▼

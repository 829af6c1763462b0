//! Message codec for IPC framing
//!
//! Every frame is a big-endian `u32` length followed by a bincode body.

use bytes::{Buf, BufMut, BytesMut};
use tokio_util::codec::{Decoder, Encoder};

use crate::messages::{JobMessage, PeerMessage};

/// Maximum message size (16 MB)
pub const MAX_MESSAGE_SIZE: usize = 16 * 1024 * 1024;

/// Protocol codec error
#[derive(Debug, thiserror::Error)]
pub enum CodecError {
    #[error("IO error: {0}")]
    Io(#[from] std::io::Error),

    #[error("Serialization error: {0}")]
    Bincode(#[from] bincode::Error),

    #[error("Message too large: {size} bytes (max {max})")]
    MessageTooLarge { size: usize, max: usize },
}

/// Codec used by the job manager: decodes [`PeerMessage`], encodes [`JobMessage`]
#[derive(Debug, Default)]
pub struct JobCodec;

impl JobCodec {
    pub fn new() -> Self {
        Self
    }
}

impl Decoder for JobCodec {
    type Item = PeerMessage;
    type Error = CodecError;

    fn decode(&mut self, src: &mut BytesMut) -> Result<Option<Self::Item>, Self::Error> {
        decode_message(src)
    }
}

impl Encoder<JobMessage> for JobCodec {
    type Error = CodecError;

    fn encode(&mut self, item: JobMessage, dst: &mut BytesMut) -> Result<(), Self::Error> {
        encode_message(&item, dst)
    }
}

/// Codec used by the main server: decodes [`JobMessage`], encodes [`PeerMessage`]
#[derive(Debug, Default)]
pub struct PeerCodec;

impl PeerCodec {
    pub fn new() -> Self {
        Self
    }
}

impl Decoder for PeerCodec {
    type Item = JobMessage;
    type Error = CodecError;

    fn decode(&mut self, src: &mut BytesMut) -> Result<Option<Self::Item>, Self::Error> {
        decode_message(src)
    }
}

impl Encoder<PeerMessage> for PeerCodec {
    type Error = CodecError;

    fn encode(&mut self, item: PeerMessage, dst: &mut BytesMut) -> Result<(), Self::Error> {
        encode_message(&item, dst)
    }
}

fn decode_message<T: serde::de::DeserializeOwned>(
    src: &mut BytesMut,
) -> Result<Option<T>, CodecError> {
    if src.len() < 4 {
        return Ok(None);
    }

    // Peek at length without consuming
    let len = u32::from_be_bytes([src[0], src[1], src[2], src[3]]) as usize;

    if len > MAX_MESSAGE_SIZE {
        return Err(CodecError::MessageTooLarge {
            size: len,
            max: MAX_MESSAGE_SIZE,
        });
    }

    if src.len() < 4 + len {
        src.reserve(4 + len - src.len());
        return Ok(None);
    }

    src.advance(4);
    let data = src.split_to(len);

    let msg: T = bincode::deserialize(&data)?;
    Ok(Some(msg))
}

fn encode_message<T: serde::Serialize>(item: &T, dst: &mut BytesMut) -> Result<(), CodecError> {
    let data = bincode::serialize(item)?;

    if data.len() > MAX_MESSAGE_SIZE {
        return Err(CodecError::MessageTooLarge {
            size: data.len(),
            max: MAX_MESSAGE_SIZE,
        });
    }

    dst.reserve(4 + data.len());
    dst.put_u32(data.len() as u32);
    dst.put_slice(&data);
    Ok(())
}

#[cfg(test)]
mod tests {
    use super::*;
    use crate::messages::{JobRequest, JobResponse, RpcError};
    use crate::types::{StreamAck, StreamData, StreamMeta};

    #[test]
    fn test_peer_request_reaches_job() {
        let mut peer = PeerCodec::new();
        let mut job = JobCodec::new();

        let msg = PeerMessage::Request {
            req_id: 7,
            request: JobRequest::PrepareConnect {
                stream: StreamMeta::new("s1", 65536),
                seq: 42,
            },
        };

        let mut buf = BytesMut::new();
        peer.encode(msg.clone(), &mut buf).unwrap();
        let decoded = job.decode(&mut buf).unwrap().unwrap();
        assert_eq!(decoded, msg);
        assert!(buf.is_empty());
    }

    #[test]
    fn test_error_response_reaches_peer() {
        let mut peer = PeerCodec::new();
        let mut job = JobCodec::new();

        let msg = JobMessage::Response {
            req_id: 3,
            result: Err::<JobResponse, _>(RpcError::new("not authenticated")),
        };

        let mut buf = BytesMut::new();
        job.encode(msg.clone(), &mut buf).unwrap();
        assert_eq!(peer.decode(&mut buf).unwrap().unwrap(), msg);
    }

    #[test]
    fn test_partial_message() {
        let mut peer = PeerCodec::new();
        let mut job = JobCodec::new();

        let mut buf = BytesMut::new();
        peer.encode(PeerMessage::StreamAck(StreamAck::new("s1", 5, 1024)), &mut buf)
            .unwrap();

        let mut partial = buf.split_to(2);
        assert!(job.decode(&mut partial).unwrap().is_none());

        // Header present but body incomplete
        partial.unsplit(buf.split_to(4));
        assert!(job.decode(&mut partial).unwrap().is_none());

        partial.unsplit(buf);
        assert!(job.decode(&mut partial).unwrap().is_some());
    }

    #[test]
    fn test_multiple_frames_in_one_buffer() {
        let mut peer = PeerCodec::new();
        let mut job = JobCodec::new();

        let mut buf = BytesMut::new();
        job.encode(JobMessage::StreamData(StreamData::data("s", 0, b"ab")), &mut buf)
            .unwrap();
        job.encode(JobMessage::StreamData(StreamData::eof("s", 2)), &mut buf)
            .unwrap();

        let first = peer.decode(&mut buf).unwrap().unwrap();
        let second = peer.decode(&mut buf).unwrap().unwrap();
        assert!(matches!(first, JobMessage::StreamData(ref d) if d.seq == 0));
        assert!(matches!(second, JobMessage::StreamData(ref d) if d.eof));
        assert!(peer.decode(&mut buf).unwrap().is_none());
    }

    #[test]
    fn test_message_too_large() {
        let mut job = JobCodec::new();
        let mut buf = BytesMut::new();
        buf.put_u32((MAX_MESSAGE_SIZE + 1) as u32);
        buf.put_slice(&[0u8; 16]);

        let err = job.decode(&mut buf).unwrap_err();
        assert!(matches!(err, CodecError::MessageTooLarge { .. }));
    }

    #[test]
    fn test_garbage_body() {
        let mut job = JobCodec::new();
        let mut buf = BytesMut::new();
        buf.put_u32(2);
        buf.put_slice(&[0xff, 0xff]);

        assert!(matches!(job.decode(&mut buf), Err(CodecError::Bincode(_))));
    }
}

▲
▼

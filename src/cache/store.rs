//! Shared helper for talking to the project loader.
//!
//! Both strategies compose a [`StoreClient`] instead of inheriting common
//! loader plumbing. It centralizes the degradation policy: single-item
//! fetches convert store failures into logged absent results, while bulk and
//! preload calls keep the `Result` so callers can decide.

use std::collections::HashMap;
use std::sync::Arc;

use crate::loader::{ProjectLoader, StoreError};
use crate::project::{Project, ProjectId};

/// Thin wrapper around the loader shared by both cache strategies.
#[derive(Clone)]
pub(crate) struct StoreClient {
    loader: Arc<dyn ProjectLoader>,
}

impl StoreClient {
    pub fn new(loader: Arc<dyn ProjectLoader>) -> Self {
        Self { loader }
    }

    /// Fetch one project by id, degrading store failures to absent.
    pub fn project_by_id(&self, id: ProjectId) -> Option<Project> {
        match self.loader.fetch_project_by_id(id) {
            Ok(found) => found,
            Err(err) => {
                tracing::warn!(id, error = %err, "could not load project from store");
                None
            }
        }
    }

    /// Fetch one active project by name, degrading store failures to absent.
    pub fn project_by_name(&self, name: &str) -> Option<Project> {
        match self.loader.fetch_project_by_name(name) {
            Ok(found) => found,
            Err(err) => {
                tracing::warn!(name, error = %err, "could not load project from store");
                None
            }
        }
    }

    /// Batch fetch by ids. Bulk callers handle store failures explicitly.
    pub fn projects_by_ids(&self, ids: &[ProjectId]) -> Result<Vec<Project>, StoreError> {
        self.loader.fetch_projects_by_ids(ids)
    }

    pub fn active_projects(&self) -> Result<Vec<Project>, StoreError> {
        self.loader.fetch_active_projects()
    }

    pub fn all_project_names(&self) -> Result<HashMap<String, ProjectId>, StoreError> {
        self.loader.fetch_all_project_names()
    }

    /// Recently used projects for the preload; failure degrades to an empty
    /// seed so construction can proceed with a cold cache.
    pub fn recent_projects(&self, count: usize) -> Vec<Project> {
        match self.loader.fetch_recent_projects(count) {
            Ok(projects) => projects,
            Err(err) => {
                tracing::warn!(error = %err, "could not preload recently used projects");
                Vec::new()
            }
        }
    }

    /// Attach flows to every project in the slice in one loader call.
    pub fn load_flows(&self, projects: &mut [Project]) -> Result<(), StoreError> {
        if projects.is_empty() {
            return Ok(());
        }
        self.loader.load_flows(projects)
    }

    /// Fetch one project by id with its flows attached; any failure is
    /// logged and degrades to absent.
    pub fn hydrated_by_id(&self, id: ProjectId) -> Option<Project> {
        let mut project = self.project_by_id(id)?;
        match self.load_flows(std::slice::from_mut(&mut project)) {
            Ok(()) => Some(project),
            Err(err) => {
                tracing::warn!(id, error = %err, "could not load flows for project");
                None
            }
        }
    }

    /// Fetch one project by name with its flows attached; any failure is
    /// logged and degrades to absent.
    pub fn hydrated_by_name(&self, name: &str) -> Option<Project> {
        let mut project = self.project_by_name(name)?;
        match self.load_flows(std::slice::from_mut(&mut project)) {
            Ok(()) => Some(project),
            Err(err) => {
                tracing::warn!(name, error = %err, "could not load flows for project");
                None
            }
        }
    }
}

▲

→ Prompt
Once you find the line with "repository 829af6c1763462b0" above, print it and every line after it up to and including the line with "pub const MAX_MESSAGE_SIZE: usize", exactly as written and nothing else.

→ Response to the exercise
repository 829af6c1763462b0
//! Message codec for IPC framing
//!
//! Every frame is a big-endian `u32` length followed by a bincode body.

use bytes::{Buf, BufMut, BytesMut};
use tokio_util::codec::{Decoder, Encoder};

use crate::messages::{JobMessage, PeerMessage};

/// Maximum message size (16 MB)
pub const MAX_MESSAGE_SIZE: usize = 16 * 1024 * 1024;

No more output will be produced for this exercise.